Categories: Fish- Seafood

Ingredients

  • 3/4 lb. unpeeled, medium-size fresh shrimp
  • 1 (32 oz.) box low-sodium fat-free chicken broth
  • 1 small onion, diced
  • 1 Tbsp. olive oil
  • 1 garlic clove, minced
  • 1 1/2 cups uncooked Arborio rice
  • 2/3 cup dry white wine (room temperature)
  • 1 (8 oz.) pkg. sliced fresh mushrooms
  • 2/3 cup fresh sugar snap peas
  • 1/4 tsp. salt
  • 1/2 cup freshly ground pepper
  • 1/2 cup shredded Parmesan cheese

Directions

  1. Peel shrimp, and devein, if desired; set shrimp aside.
  2. Bring chicken broth to a boil in a small saucepan. Reduce heat to low.
  3. Saute onion in hot oil in a saucepan 7 minutes while broth simmers. Add minced garlic, and sauté 1 minute. Ass rice, and sauté 2 minutes. Reduce heat to medium. Add wine and 1 cup hot broth to saucepan. Cook, stirring constantly, until liquid is absorbed.
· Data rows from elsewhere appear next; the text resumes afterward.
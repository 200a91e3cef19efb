// Copyright (c) Microsoft Corporation.
// Licensed under the MIT license.

#[cfg(test)]
mod tests {
    use community_partitions::errors::NetworkError;
    use community_partitions::graph::{Graph, GraphBuilder};

    #[test]
    fn test_load_graph_from_file() {
        let graph_path = "tests/simple_graph.csv";
        let graph: Graph = GraphBuilder::new()
            .load_from_file(graph_path, ",", 0, 1, Some(2), false)
            .expect("We should have gotten a properly loaded graph from this")
            .build();
        assert_eq!(5, graph.num_nodes());
        assert_eq!(5, graph.num_edges());
        assert_eq!(11.5, graph.total_edge_weight());
        assert!(graph.index_for_name("a").is_some());
        assert!(graph.index_for_name("zelda").is_none());
    }

    #[test]
    fn test_load_graph_from_broken_file() {
        let broken_graph_path = "tests/broken_graph.csv";
        let result: Result<GraphBuilder, NetworkError> =
            GraphBuilder::new().load_from_file(broken_graph_path, ",", 0, 1, Some(2), false);
        match result.err() {
            Some(NetworkError::EdgeFileFormatError) => {}
            Some(err) => panic!(
                "Actual NetworkError returned was not EdgeFileFormatError but an {:?}",
                err
            ),
            None => panic!("Somehow this file was parsed correctly, which is certainly wrong"),
        }
    }

    #[test]
    fn test_load_graph_from_empty_file() {
        let empty_graph_path = "tests/empty_graph.csv";
        let result: Result<GraphBuilder, NetworkError> =
            GraphBuilder::new().load_from_file(empty_graph_path, ",", 0, 1, Some(2), false);
        match result.err() {
            Some(NetworkError::EmptyEdgeFileError) => {}
            other => panic!("Expected an EmptyEdgeFileError, got {:?}", other),
        }
    }

    #[test]
    fn test_load_graph_skipping_header() {
        let graph_path = "tests/simple_graph.csv";
        // treat the first data line as a header: one fewer edge
        let graph: Graph = GraphBuilder::new()
            .load_from_file(graph_path, ",", 0, 1, Some(2), true)
            .expect("The file should still parse when skipping the first line")
            .build();
        assert_eq!(4, graph.num_edges());
    }
}
// Copyright (c) Microsoft Corporation.
// Licensed under the MIT license.

#[macro_export]
macro_rules! log {
    ($message:expr) => {{
        #[cfg(feature = "logging")]
        {
            use chrono::Local;
            println!("{}: {}", Local::now().format("%H:%M:%S%.3f"), $message);
        }
    }};
    ($fmt:expr, $($args:tt)*) => {{
        #[cfg(feature = "logging")]
        {
            use chrono::Local;
            let message = format!($fmt, $($args)*);
            println!("{}: {}", Local::now().format("%H:%M:%S%.3f"), message);
        }
    }};
}

#[macro_export]
macro_rules! progress_meter {
    ($fmt: expr, $current_work_index: expr, $total_work_length: expr) => {{
        #[cfg(feature = "logging")]
        {
            if $current_work_index == $total_work_length - 1 {
                log!($fmt, "100");
            } else {
                let ten_percent: f64 = ($total_work_length as f64 / 10_f64).ceil();
                if $current_work_index as f64 % ten_percent
                    > ($current_work_index + 1) as f64 % ten_percent
                {
                    let numerator: f64 = ($current_work_index + 1) as f64;
                    let denominator: f64 = $total_work_length as f64;

                    let decile: f64 = (numerator / denominator * 10_f64).floor() * 10_f64;
                    log!($fmt, decile);
                }
            }
        }
    }};
}
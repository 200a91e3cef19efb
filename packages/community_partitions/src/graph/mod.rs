// Copyright (c) Microsoft Corporation.
// Licensed under the MIT license.

pub type Edge = (String, String, f64);

pub use self::graph::Graph;
pub use self::graph_builder::GraphBuilder;
pub use self::working_graph::{Aggregate, WorkingGraph};

mod graph;
mod graph_builder;
mod working_graph;
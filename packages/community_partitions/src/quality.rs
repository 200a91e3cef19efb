// Copyright (c) Microsoft Corporation.
// Licensed under the MIT license.

use crate::errors::CoreError;
use crate::graph::Graph;
use crate::partition::Partition;

/// Newman-Girvan modularity of `partition`, computed against the *original*
/// graph rather than any run's working copy:
///
/// `Q = (1 / 2m) * [ sum of intra-community A_ij over ordered pairs
///                   - sum over communities of K_C^2 / 2m ]`
///
/// where `K_C` is the summed weighted degree of a community's members. An
/// edgeless graph has no defined modularity; it is reported as 0 rather than
/// a NaN.
pub fn modularity(
    graph: &Graph,
    partition: &Partition,
) -> Result<f64, CoreError> {
    if partition.num_leaves() != graph.num_nodes() {
        return Err(CoreError::AggregateIndexingError);
    }
    let total_edge_weight: f64 = graph.total_edge_weight();
    if total_edge_weight == 0_f64 {
        return Ok(0_f64);
    }

    let assignment: Vec<usize> = partition.assignments()?;

    let mut quality: f64 = 0_f64;
    for node in 0..graph.num_nodes() {
        let node_community: usize = assignment[node];
        let (neighbors, weights): (&[usize], &[f64]) = graph.edges_for(node)?;
        for i in 0..neighbors.len() {
            if assignment[neighbors[i]] == node_community {
                quality += weights[i];
            }
        }
        // the A_ii term; a self loop is intra-community by definition
        quality += graph.self_loop_weight_at(node)?;
    }

    let mut community_degrees: Vec<f64> = vec![0_f64; partition.num_communities()];
    for node in 0..graph.num_nodes() {
        community_degrees[assignment[node]] += graph.node_weight_at(node)?;
    }
    for community_degree in community_degrees {
        quality -= community_degree * community_degree / (2_f64 * total_edge_weight);
    }

    quality = quality / (2_f64 * total_edge_weight);

    return if quality.is_nan() {
        Ok(0_f64)
    } else {
        Ok(quality)
    };
}
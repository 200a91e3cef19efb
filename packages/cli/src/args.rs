// Copyright (c) Microsoft Corporation.
// Licensed under the MIT license.

use clap::ArgMatches;
use std::convert::TryFrom;
use std::num::ParseIntError;

pub const SOURCE_EDGES: &str = "EDGE_LIST_FILE";
pub const OUTPUT: &str = "OUTPUT_PATH";
pub const SEPARATOR: &str = "separator";
pub const SOURCE_INDEX: &str = "source_index";
pub const TARGET_INDEX: &str = "target_index";
pub const WEIGHT_INDEX: &str = "weight_index";
pub const SEED: &str = "seed";
pub const RUNS: &str = "runs";
pub const PARALLEL: &str = "parallel";
pub const HAS_HEADER: &str = "has_header";

pub struct CliArgs {
    pub source_edges: String,
    pub output_path: String,
    pub separator: String,
    pub source_index: usize,
    pub target_index: usize,
    pub weight_index: Option<usize>,
    pub seed: Option<u64>,
    pub runs: usize,
    pub parallel: bool,
    pub skip_first_line: bool,
}

impl TryFrom<ArgMatches> for CliArgs {
    type Error = ParseCliError;

    fn try_from(matches: ArgMatches) -> Result<Self, Self::Error> {
        let source_edges: String = matches
            .get_one::<String>(SOURCE_EDGES)
            .cloned()
            .ok_or(ParseCliError::RequiredValueError)?;
        let output_path: String = matches
            .get_one::<String>(OUTPUT)
            .cloned()
            .ok_or(ParseCliError::RequiredValueError)?;
        let separator: String = matches
            .get_one::<String>(SEPARATOR)
            .cloned()
            .ok_or(ParseCliError::RequiredValueError)?;
        let source_index: usize = matches
            .get_one::<String>(SOURCE_INDEX)
            .ok_or(ParseCliError::RequiredValueError)?
            .parse::<usize>()?;
        let target_index: usize = matches
            .get_one::<String>(TARGET_INDEX)
            .ok_or(ParseCliError::RequiredValueError)?
            .parse::<usize>()?;
        let weight_index: Option<usize> = match matches.get_one::<String>(WEIGHT_INDEX) {
            Some(raw_weight_index) => Some(raw_weight_index.parse::<usize>()?),
            None => None,
        };
        let seed: Option<u64> = match matches.get_one::<String>(SEED) {
            Some(raw_seed) => Some(raw_seed.parse::<u64>()?),
            None => None,
        };
        let runs: usize = matches
            .get_one::<String>(RUNS)
            .ok_or(ParseCliError::RequiredValueError)?
            .parse::<usize>()?;
        let parallel: bool = matches.get_flag(PARALLEL);
        let skip_first_line: bool = matches.get_flag(HAS_HEADER);
        let cli_args: CliArgs = CliArgs {
            source_edges,
            output_path,
            separator,
            source_index,
            target_index,
            weight_index,
            seed,
            runs,
            parallel,
            skip_first_line,
        };
        return Ok(cli_args);
    }
}

#[derive(Debug)]
pub enum ParseCliError {
    RequiredValueError,
    NotANumber,
}

impl From<ParseIntError> for ParseCliError {
    fn from(_: ParseIntError) -> Self {
        return ParseCliError::NotANumber;
    }
}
Repeat procedure with remaining hot broth, 1/2 cup at a time (cooking time is 25 minutes). When adding last 1/2 cup of broth, stir in mushrooms and peas. Cook, stirring constantly, 5 minutes or just until shrimp turn pink. remove from heat; stir in salt and pepper. Sprinkle with cheese.